# How to prove a theorem using Sentential Derivation

I have to prove that [¬ A → ¬ (A → B)] → A is a theorem using the rules of SD.

• sentential derivation – Bartleby Feb 3 '15 at 17:22

Mauro has already provided one correct derivation, but since you asked for help and advice, here's an expansion on the technique:

When doing a derivation like this, you want to look at the overall structure of the final result. If proving something of the form A -> B, assume A and derive B. If proving something of the form A & B, you usually want to prove A first, then B, then put them together. If all else fails, assume the opposite of what you want to prove, and derive a contradiction.

In this case, the larger form of this is [complex expression] -> A, so you'll first want to assume the complex expression (Mauro's step 1). From here you'll want to derive A, so assume the opposite and look for contradictions (Mauro's step 2). The next steps require a little creativity --basically you want to look for anything you can create that contradicts something you already have. You have NOT A so you can get NOT ( A -> B), which is an obvious statement to try to contradict. This means that you want to create A -> B, which is a problem like the one you started with, except easier and simpler.

In general, that's the whole technique of natural deduction --try to break a longer, harder problem into a series of shorter, simpler problems.

There are purely mechanical ways to get the same results, but in my opinion, natural deduction leads to greater understanding.
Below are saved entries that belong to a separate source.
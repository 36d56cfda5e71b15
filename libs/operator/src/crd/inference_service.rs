use k8s_openapi::api::core::v1::Toleration;
use k8s_openapi::apimachinery::pkg::apis::meta::v1::Condition;
use kube::CustomResource;
use schemars::JsonSchema;
use serde::{Deserialize, Serialize};
use std::collections::BTreeMap;

/// One OpenAI-compatible serving deployment for a `Model`.
#[derive(CustomResource, Serialize, Deserialize, Default, Debug, PartialEq, Clone, JsonSchema)]
#[kube(
    group = "inference.llmkube.ai",
    version = "v1alpha1",
    kind = "InferenceService",
    plural = "inferenceservices",
    shortname = "llms",
    namespaced,
    status = "InferenceServiceStatus",
    derive = "PartialEq",
    printcolumn = r#"{"jsonPath": ".status.phase", "name": "Phase", "type": "string"}"#,
    printcolumn = r#"{"jsonPath": ".status.readyReplicas", "name": "Ready", "type": "integer"}"#,
    printcolumn = r#"{"jsonPath": ".status.queuePosition", "name": "Queue", "type": "integer"}"#,
    printcolumn = r#"{"jsonPath": ".metadata.creationTimestamp", "name": "Age", "type": "date"}"#
)]
#[serde(rename_all = "camelCase")]
pub struct InferenceServiceSpec {
    /// Name of a `Model` in the same namespace.
    pub model_ref: String,

    pub replicas: Option<i32>,

    /// Runtime container image; a per-accelerator default is selected when unset.
    pub image: Option<String>,

    pub endpoint: Option<EndpointSpec>,

    pub resources: Option<InferenceResourceSpec>,

    pub context_size: Option<i64>,

    pub parallel_slots: Option<i32>,

    pub flash_attention: Option<bool>,

    pub jinja: Option<bool>,

    pub priority: Option<Priority>,

    pub priority_class_name: Option<String>,

    #[serde(default)]
    pub tolerations: Vec<Toleration>,

    #[serde(default)]
    pub node_selector: BTreeMap<String, String>,
}

impl InferenceServiceSpec {
    pub fn replicas_or_default(&self) -> i32 {
        self.replicas.unwrap_or(1)
    }
}

#[derive(Deserialize, Serialize, Clone, Debug, Default, PartialEq, JsonSchema)]
#[serde(rename_all = "camelCase")]
pub struct EndpointSpec {
    pub port: Option<u16>,
    pub path: Option<String>,
    pub exposure: Option<Exposure>,
}

#[derive(Deserialize, Serialize, Clone, Copy, Debug, Default, PartialEq, Eq, JsonSchema)]
pub enum Exposure {
    #[default]
    ClusterIP,
    NodePort,
    LoadBalancer,
}

#[derive(Deserialize, Serialize, Clone, Debug, Default, PartialEq, JsonSchema)]
#[serde(rename_all = "camelCase")]
pub struct InferenceResourceSpec {
    pub cpu: Option<String>,
    pub memory: Option<String>,
    pub gpu: Option<i32>,
    pub gpu_memory: Option<String>,
}

#[derive(Deserialize, Serialize, Clone, Copy, Debug, PartialEq, Eq, JsonSchema)]
#[serde(rename_all = "lowercase")]
pub enum Priority {
    Critical,
    High,
    Normal,
    Low,
    Batch,
}

impl Default for Priority {
    fn default() -> Self {
        Priority::Normal
    }
}

#[derive(Deserialize, Serialize, Clone, Copy, Debug, PartialEq, Eq, JsonSchema)]
#[serde(rename_all = "PascalCase")]
pub enum InferenceServicePhase {
    Pending,
    Creating,
    Progressing,
    WaitingForGPU,
    Ready,
    Failed,
}

pub const CONDITION_AVAILABLE: &str = "Available";
pub const CONDITION_PROGRESSING: &str = "Progressing";
pub const CONDITION_GPU_AVAILABLE: &str = "GPUAvailable";
pub const CONDITION_DEGRADED: &str = "Degraded";

#[derive(Deserialize, Serialize, Clone, Debug, Default, PartialEq, JsonSchema)]
#[serde(rename_all = "camelCase")]
pub struct InferenceServiceStatus {
    pub phase: Option<InferenceServicePhase>,

    #[serde(default)]
    pub model_ready: bool,

    #[serde(default)]
    pub ready_replicas: i32,

    #[serde(default)]
    pub desired_replicas: i32,

    pub endpoint: Option<String>,

    pub scheduling_status: Option<String>,

    pub scheduling_message: Option<String>,

    /// Human-readable description of what the service is still waiting on,
    /// e.g. `"nvidia.com/gpu: 2"`.
    pub waiting_for: Option<String>,

    /// 1-based rank among all cluster-wide WaitingForGPU services; 0 means
    /// not queued.
    #[serde(default)]
    pub queue_position: i32,

    #[serde(default)]
    pub effective_priority: i64,

    #[serde(default)]
    pub conditions: Vec<Condition>,

    #[serde(default)]
    pub observed_generation: i64,
}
Because this looks like homework, I won't give you a full answer, but just a hint. I also don't know what SD is (unless you mean Service-dominant logic, which is off topic here and doesn't seem applicable), but here's a method for propositional logic.

You could make a truth table of parts of your expression. Like this:

A | B | expr 1 | expr 2 | ...
--+---+--------+--------+-----
0 | 0 | ?      | ?      | ...
0 | 1 | ?      | ?      | ...
1 | 0 | ?      | ?      | ...
1 | 1 | ?      | ?      | ...


Now as expressions you can take first (A → B), which is a part of your theorem. Then you take ¬ (A → B), which you can, because you know the truth table for (A → B) - you just wrote it down. Like this, you proceed, until you have the full expression in the rightmost column.

If this column contains only 1, that means that the theorem is true for any values of A and B. Thus, the theorem would be proven.